Exercise directions
Transcribe each entry shown below with no difference from the original.

^^^^

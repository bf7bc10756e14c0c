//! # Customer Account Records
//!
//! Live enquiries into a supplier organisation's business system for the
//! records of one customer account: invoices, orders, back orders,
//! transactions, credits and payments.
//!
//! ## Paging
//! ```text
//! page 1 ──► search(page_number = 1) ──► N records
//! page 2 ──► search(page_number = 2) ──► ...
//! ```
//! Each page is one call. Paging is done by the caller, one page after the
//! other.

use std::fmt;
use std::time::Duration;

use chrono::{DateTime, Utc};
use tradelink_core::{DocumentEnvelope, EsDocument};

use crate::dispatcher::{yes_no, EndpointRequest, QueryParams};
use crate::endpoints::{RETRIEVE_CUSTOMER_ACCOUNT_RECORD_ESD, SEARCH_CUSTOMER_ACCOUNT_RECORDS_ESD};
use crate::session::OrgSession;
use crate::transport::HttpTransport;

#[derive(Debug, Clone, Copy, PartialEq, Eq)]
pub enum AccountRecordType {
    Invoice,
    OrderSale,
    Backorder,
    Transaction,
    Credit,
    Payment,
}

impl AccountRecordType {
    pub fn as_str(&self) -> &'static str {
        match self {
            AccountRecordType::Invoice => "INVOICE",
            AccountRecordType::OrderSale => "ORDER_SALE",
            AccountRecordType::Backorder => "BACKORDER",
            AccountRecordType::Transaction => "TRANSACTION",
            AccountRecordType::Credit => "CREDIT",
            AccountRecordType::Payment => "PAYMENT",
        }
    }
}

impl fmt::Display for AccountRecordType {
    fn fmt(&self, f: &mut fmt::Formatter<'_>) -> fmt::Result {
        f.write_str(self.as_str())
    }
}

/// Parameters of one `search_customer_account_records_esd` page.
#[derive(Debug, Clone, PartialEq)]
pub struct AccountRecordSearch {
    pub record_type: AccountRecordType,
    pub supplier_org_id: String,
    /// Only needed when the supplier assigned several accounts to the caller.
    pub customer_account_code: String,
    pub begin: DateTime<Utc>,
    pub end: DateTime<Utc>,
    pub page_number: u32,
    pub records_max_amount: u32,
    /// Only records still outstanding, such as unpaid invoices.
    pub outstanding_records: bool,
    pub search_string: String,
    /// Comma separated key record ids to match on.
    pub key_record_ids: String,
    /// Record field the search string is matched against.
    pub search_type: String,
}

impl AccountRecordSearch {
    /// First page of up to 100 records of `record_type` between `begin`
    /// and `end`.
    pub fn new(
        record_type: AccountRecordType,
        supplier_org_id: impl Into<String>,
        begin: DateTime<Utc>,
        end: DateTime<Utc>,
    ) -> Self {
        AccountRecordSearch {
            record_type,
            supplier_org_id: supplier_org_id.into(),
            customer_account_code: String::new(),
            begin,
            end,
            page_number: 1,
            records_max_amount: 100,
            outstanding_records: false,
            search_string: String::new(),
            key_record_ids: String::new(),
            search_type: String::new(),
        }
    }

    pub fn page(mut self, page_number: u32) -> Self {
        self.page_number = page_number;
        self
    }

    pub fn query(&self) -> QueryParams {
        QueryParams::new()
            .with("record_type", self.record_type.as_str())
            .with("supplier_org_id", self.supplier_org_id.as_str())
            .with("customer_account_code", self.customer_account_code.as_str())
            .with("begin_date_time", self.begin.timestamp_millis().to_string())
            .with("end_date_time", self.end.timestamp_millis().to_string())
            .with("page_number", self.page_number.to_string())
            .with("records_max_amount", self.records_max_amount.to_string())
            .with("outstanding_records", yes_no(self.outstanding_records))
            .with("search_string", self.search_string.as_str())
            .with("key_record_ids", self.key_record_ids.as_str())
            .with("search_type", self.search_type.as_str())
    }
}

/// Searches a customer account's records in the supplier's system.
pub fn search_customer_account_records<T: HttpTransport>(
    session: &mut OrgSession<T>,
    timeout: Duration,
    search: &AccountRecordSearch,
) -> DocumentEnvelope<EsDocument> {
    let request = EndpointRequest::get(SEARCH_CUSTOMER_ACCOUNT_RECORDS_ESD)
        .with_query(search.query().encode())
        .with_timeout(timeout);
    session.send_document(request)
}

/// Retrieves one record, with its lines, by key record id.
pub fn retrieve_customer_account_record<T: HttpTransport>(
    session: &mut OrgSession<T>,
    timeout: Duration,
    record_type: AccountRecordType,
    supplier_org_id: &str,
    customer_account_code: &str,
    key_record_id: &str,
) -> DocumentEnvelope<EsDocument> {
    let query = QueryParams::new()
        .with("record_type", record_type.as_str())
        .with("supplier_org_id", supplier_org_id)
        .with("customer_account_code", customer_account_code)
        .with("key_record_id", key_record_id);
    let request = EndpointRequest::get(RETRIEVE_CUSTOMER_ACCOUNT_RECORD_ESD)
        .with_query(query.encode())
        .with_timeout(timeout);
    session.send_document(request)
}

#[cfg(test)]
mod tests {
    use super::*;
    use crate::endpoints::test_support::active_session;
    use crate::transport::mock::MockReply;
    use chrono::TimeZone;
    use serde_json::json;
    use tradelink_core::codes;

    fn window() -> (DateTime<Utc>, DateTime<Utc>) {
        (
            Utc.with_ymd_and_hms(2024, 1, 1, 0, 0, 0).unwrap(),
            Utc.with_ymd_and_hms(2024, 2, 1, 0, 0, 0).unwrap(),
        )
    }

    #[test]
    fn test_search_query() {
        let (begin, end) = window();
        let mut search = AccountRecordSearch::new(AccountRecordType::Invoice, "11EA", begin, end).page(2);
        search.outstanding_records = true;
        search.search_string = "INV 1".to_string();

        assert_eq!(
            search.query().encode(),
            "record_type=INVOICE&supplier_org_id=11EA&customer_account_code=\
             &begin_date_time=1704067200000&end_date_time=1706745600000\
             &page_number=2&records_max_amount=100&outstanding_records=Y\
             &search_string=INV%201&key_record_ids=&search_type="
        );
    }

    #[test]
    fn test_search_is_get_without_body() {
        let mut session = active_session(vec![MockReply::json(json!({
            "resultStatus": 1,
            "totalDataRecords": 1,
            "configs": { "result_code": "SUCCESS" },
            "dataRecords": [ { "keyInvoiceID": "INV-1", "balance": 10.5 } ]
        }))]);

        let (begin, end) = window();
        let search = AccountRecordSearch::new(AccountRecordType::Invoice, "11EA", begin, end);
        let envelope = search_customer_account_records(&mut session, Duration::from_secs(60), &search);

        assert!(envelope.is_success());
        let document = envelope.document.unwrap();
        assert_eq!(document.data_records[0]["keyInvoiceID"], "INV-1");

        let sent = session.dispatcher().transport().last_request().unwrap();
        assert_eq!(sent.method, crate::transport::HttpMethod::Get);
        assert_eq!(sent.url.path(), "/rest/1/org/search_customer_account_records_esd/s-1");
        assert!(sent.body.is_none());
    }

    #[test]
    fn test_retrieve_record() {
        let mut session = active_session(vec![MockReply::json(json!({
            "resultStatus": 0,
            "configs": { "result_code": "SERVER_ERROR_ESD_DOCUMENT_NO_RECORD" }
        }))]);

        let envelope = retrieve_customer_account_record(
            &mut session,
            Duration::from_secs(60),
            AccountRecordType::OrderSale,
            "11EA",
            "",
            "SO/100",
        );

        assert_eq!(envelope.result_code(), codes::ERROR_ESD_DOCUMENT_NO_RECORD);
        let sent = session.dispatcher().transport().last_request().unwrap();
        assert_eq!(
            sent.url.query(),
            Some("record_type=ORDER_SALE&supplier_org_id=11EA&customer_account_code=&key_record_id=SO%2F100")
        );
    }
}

^^^^

Result
repository bf7bc10756e14c0c
//! # Customer Account Records
//!
//! Live enquiries into a supplier organisation's business system for the
//! records of one customer account: invoices, orders, back orders,
//! transactions, credits and payments.
//!
//! ## Paging
//! ```text
//! page 1 ──► search(page_number = 1) ──► N records
//! page 2 ──► search(page_number = 2) ──► ...
//! ```
//! Each page is one call. Paging is done by the caller, one page after the
//! other.

use std::fmt;
use std::time::Duration;

use chrono::{DateTime, Utc};
use tradelink_core::{DocumentEnvelope, EsDocument};

use crate::dispatcher::{yes_no, EndpointRequest, QueryParams};
use crate::endpoints::{RETRIEVE_CUSTOMER_ACCOUNT_RECORD_ESD, SEARCH_CUSTOMER_ACCOUNT_RECORDS_ESD};
use crate::session::OrgSession;
use crate::transport::HttpTransport;

#[derive(Debug, Clone, Copy, PartialEq, Eq)]
pub enum AccountRecordType {
    Invoice,
    OrderSale,
    Backorder,
    Transaction,
    Credit,
    Payment,
}

impl AccountRecordType {
    pub fn as_str(&self) -> &'static str {
        match self {
            AccountRecordType::Invoice => "INVOICE",
            AccountRecordType::OrderSale => "ORDER_SALE",
            AccountRecordType::Backorder => "BACKORDER",
            AccountRecordType::Transaction => "TRANSACTION",
            AccountRecordType::Credit => "CREDIT",
            AccountRecordType::Payment => "PAYMENT",
        }
    }
}

impl fmt::Display for AccountRecordType {
    fn fmt(&self, f: &mut fmt::Formatter<'_>) -> fmt::Result {
        f.write_str(self.as_str())
    }
}

/// Parameters of one `search_customer_account_records_esd` page.
#[derive(Debug, Clone, PartialEq)]
pub struct AccountRecordSearch {
    pub record_type: AccountRecordType,
    pub supplier_org_id: String,
    /// Only needed when the supplier assigned several accounts to the caller.
    pub customer_account_code: String,
    pub begin: DateTime<Utc>,
    pub end: DateTime<Utc>,
    pub page_number: u32,
    pub records_max_amount: u32,
    /// Only records still outstanding, such as unpaid invoices.
    pub outstanding_records: bool,
    pub search_string: String,
    /// Comma separated key record ids to match on.
    pub key_record_ids: String,
    /// Record field the search string is matched against.
    pub search_type: String,
}

impl AccountRecordSearch {
    /// First page of up to 100 records of `record_type` between `begin`
    /// and `end`.
    pub fn new(
        record_type: AccountRecordType,
        supplier_org_id: impl Into<String>,
        begin: DateTime<Utc>,
        end: DateTime<Utc>,
    ) -> Self {
        AccountRecordSearch {
            record_type,
            supplier_org_id: supplier_org_id.into(),
            customer_account_code: String::new(),
            begin,
            end,
            page_number: 1,
            records_max_amount: 100,
            outstanding_records: false,
            search_string: String::new(),
            key_record_ids: String::new(),
            search_type: String::new(),
        }
    }

    pub fn page(mut self, page_number: u32) -> Self {
        self.page_number = page_number;
        self
    }

    pub fn query(&self) -> QueryParams {
        QueryParams::new()
            .with("record_type", self.record_type.as_str())
            .with("supplier_org_id", self.supplier_org_id.as_str())
            .with("customer_account_code", self.customer_account_code.as_str())
            .with("begin_date_time", self.begin.timestamp_millis().to_string())
            .with("end_date_time", self.end.timestamp_millis().to_string())
            .with("page_number", self.page_number.to_string())
            .with("records_max_amount", self.records_max_amount.to_string())
            .with("outstanding_records", yes_no(self.outstanding_records))
            .with("search_string", self.search_string.as_str())
            .with("key_record_ids", self.key_record_ids.as_str())
            .with("search_type", self.search_type.as_str())
    }
}

/// Searches a customer account's records in the supplier's system.
pub fn search_customer_account_records<T: HttpTransport>(
    session: &mut OrgSession<T>,
    timeout: Duration,
    search: &AccountRecordSearch,
) -> DocumentEnvelope<EsDocument> {
    let request = EndpointRequest::get(SEARCH_CUSTOMER_ACCOUNT_RECORDS_ESD)
        .with_query(search.query().encode())
        .with_timeout(timeout);
    session.send_document(request)
}

/// Retrieves one record, with its lines, by key record id.
pub fn retrieve_customer_account_record<T: HttpTransport>(
    session: &mut OrgSession<T>,
    timeout: Duration,
    record_type: AccountRecordType,
    supplier_org_id: &str,
    customer_account_code: &str,
    key_record_id: &str,
) -> DocumentEnvelope<EsDocument> {
    let query = QueryParams::new()
        .with("record_type", record_type.as_str())
        .with("supplier_org_id", supplier_org_id)
        .with("customer_account_code", customer_account_code)
        .with("key_record_id", key_record_id);
    let request = EndpointRequest::get(RETRIEVE_CUSTOMER_ACCOUNT_RECORD_ESD)
        .with_query(query.encode())
        .with_timeout(timeout);
    session.send_document(request)
}

#[cfg(test)]
mod tests {
    use super::*;
    use crate::endpoints::test_support::active_session;
    use crate::transport::mock::MockReply;
    use chrono::TimeZone;
    use serde_json::json;
    use tradelink_core::codes;

    fn window() -> (DateTime<Utc>, DateTime<Utc>) {
        (
            Utc.with_ymd_and_hms(2024, 1, 1, 0, 0, 0).unwrap(),
            Utc.with_ymd_and_hms(2024, 2, 1, 0, 0, 0).unwrap(),
        )
    }

    #[test]
    fn test_search_query() {
        let (begin, end) = window();
        let mut search = AccountRecordSearch::new(AccountRecordType::Invoice, "11EA", begin, end).page(2);
        search.outstanding_records = true;
        search.search_string = "INV 1".to_string();

        assert_eq!(
            search.query().encode(),
            "record_type=INVOICE&supplier_org_id=11EA&customer_account_code=\
             &begin_date_time=1704067200000&end_date_time=1706745600000\
             &page_number=2&records_max_amount=100&outstanding_records=Y\
             &search_string=INV%201&key_record_ids=&search_type="
        );
    }

    #[test]
    fn test_search_is_get_without_body() {
        let mut session = active_session(vec![MockReply::json(json!({
            "resultStatus": 1,
            "totalDataRecords": 1,
            "configs": { "result_code": "SUCCESS" },
            "dataRecords": [ { "keyInvoiceID": "INV-1", "balance": 10.5 } ]
        }))]);

        let (begin, end) = window();
        let search = AccountRecordSearch::new(AccountRecordType::Invoice, "11EA", begin, end);
        let envelope = search_customer_account_records(&mut session, Duration::from_secs(60), &search);

        assert!(envelope.is_success());
        let document = envelope.document.unwrap();
        assert_eq!(document.data_records[0]["keyInvoiceID"], "INV-1");

        let sent = session.dispatcher().transport().last_request().unwrap();
        assert_eq!(sent.method, crate::transport::HttpMethod::Get);
        assert_eq!(sent.url.path(), "/rest/1/org/search_customer_account_records_esd/s-1");
        assert!(sent.body.is_none());
    }

    #[test]
    fn test_retrieve_record() {
        let mut session = active_session(vec![MockReply::json(json!({
            "resultStatus": 0,
            "configs": { "result_code": "SERVER_ERROR_ESD_DOCUMENT_NO_RECORD" }
        }))]);

        let envelope = retrieve_customer_account_record(
            &mut session,
            Duration::from_secs(60),
            AccountRecordType::OrderSale,
            "11EA",
            "",
            "SO/100",
        );

        assert_eq!(envelope.result_code(), codes::ERROR_ESD_DOCUMENT_NO_RECORD);
        let sent = session.dispatcher().transport().last_request().unwrap();
        assert_eq!(
            sent.url.query(),
            Some("record_type=ORDER_SALE&supplier_org_id=11EA&customer_account_code=&key_record_id=SO%2F100")
        );
    }
}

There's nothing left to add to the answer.